Dentro del transhumanismo, lo que más le interesa es el biomejoramiento humano. Él considera que los avances en este campo “son más reales y las consecuencias previsibles en poco tiempo se pueden analizar con más solidez”. Ya se han dado importantes pasos en la aplicación de la tecnología para extender la vida humana; en la creación de híbridos entre animales y seres humanos para la posibilidad futura de xenotransplantes –por ejemplo, entre cerdos y personas–, o en la posibilidad de eliminar mutaciones graves de la fase embrionaria.

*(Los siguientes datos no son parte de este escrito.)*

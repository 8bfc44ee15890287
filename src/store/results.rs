//! Storage result records
//!
//! Presentation-ready records derived fresh from the filesystem on every
//! listing call; nothing here is persisted.

use serde::Serialize;

/// Dimensions reported when an image cannot be decoded
pub const DEFAULT_DIMENSIONS: (u32, u32) = (800, 600);

/// A subfolder of a listed path, with its recursive image count
#[derive(Debug, Clone, Serialize)]
pub struct FolderEntry {
    pub name: String,
    pub path: String,
    pub image_count: usize,
}

/// A stored image
///
/// `thumbnail_path` is absent until the lister has ensured a thumbnail, and
/// stays absent when the source cannot be decoded. Dimensions start at the
/// defaults and are overwritten once the header has been read.
#[derive(Debug, Clone, Serialize)]
pub struct ImageEntry {
    pub filename: String,
    pub relative_path: String,
    #[serde(skip_serializing_if = "Option::is_none")]
    pub thumbnail_path: Option<String>,
    pub full_image_path: String,
    pub width: u32,
    pub height: u32,
    #[serde(skip_serializing_if = "Option::is_none")]
    pub folder: Option<String>,
}

impl ImageEntry {
    pub(crate) fn new(filename: String, relative_path: String, public_prefix: &str) -> Self {
        let folder = relative_path
            .rsplit_once('/')
            .map(|(parent, _)| parent.rsplit('/').next().unwrap_or(parent).to_string());
        let full_image_path = format!("{}/{}", public_prefix, relative_path);

        Self {
            filename,
            relative_path,
            thumbnail_path: None,
            full_image_path,
            width: DEFAULT_DIMENSIONS.0,
            height: DEFAULT_DIMENSIONS.1,
            folder,
        }
    }
}

#[cfg(test)]
mod tests {
    use super::*;

    #[test]
    fn test_entry_derives_parent_folder() {
        let entry = ImageEntry::new("c.png".to_string(), "a/b/c.png".to_string(), "uploads");
        assert_eq!(entry.folder.as_deref(), Some("b"));
        assert_eq!(entry.full_image_path, "uploads/a/b/c.png");

        let root_entry = ImageEntry::new("c.png".to_string(), "c.png".to_string(), "uploads");
        assert_eq!(root_entry.folder, None);
    }

    #[test]
    fn test_entry_serializes_presentation_fields() {
        let entry = ImageEntry::new("c.png".to_string(), "a/c.png".to_string(), "uploads");
        let json = serde_json::to_value(&entry).unwrap();
        assert_eq!(json["relative_path"], "a/c.png");
        assert_eq!(json["width"], 800);
        assert_eq!(json["height"], 600);
        // No thumbnail yet, so the field is omitted entirely
        assert!(json.get("thumbnail_path").is_none());
    }
}
//! Folder-name validation
//!
//! Enforces the naming rules for user-supplied folder names, both on folder
//! creation and for real-time pre-checks before a mutating operation runs.

mod validator;

pub use validator::{MAX_NAME_LENGTH, validate_folder_name};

“Cuando se habla de modificar la línea germinal, por ejemplo, quienes se oponen suelen emplear tres argumentos: que atenta contra la dignidad humana; que no se debe jugar a ser Dios; y que es intrínsecamente malo”, reflexionaba el profesor de la UMA, a mediados de noviembre, en el CNIO Workshop on Philosophy & Biomedical Sciences, organizado por por el Centro Nacional de Investigaciones Oncológicas (CNIO) con el apoyo de la Fundación Banc Sabadell. “Ninguno me convence. Si se modifica el genoma en un embrión para evitar una enfermedad, ¿por qué implica pérdida de dignidad?”.
Él es un firme defensor de que “en el futuro, si esta tecnología se hace más eficiente, se pueda aplicar al ser humano en la línea germinal”, por ejemplo para mejorar embriones que tengan más inteligencia, más salud y más longevidad. “Si se puede hacer de una forma segura, no creo que atente contra la dignidad humana”, añade.
Ciencia y filosofía, condenados a entenderse
La filosofía de la ciencia surge como campo académico en los años 30 del siglo XX. “Tiene una amplia tradición, sobre todo en el mundo de habla inglesa”. Él y todos los que se dedican a esta disciplina tienen un pie en ambos mundos y muchas veces es visto con recelo por los profesionales de las dos áreas.
“Hay filósofos que piensan que esto es una cosa periférica y no es la auténtica filosofía, y también hay algunos científicos que se extrañan de que se pueda decir algo relevante sobre la ciencia desde la filosofía”, reconoce Diéguez, aunque asegura que estas actitudes van disminuyendo poco a poco.
La complementariedad entre ambos campos es “rica, fructífera y absolutamente necesaria para entender el mundo en el que vivimos”. “Cuando empiezo la asignatura al comienzo de curso les pregunto a los alumnos de filosofía si piensan que se puede entender la sociedad actual sin prestar atención a lo que está haciendo la ciencia y la tecnología”, añade.